Molecular Characterization of Ebselen Binding Activity to SARS-CoV-2 Main Protease

TL;DR

This study uses molecular simulations to analyze how Ebselen binds to SARS-CoV-2 main protease, revealing a new binding site and potential allosteric effects that could inform drug design against COVID-19.

Contribution

It uncovers a second, stronger binding site for Ebselen on Mpro and elucidates its allosteric effects, advancing understanding of its inhibitory mechanism.

Findings

Ebselen binds strongly to a newly identified site on Mpro.

A second binding site exhibits higher affinity than the catalytic site.

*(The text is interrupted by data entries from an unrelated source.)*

//! Hours assignment for tabular work lists.
//!
//! Rows get hours from their `Type` first; keyword rules matched against
//! `Name` then override, the last matching keyword rule winning.

#![deny(unsafe_code)]

pub mod engine;
pub mod error;
pub mod rules;

pub use engine::{
    HoursColumns, HoursReport, HoursSummary, apply_rules, assign, assign_configured,
    observed_types, prepare, type_counts,
};
pub use error::{HoursError, Result};
pub use rules::{HoursRules, KeywordRule, TypeRule, load_rules, parse_rules};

Binding induces allosteric changes that may inhibit enzymatic activity.

Abstract

The Coronavirus Disease (COVID-19) pandemic caused by the SARS-coronavirus 2 (SARS-CoV-2) urgently calls for the design of drugs directed against this new virus. Given its essential role in proteolytic processing, the main protease Mpro has been identified as an attractive candidate for drugs against SARS-CoV-2 and similar coronaviruses. Recent high-throughput screening studies have identified a set of existing, small-molecule drugs as potent Mpro inhibitors. Amongst these, Ebselen (2-Phenyl-1,2-benzoselenazol-3-one), a glutathione peroxidase mimetic seleno-organic compound, is particularly attractive. Recent experiments suggest that its effectiveness is higher than that of other molecules that also act at the enzyme catalytic site. By relying on extensive simulations with all-atom models, in this study we examine at a molecular level the potential of Ebselen to decrease Mpro catalytic activity. Our results indicate that Ebselen exhibits a distinct affinity for the catalytic site cavity of Mpro. In addition, our molecular models reveal a second, previously unkown binding site for Ebselen in the dimerization region localized between the II and III domains of the protein. A detailed analysis of the free energy of binding indicates that the affinity of Ebselen to this second binding site is in fact significantly larger than that to the catalytic site. A strain analysis indicates that Ebselen bound between the II-III domains exerts a pronounced allosteric effect that regulates catalytic site access through surface loop interactions, and induces a displacement and reconfiguration of water hotspots, including the catalytic water, which could interfere with normal enzymatic function. Taken together, these findings provide a framework for the future design of more potent and specific Mpro inhibitors, based on the Ebselen scaffold, that could lead to new therapeutic strategies for COVID-19.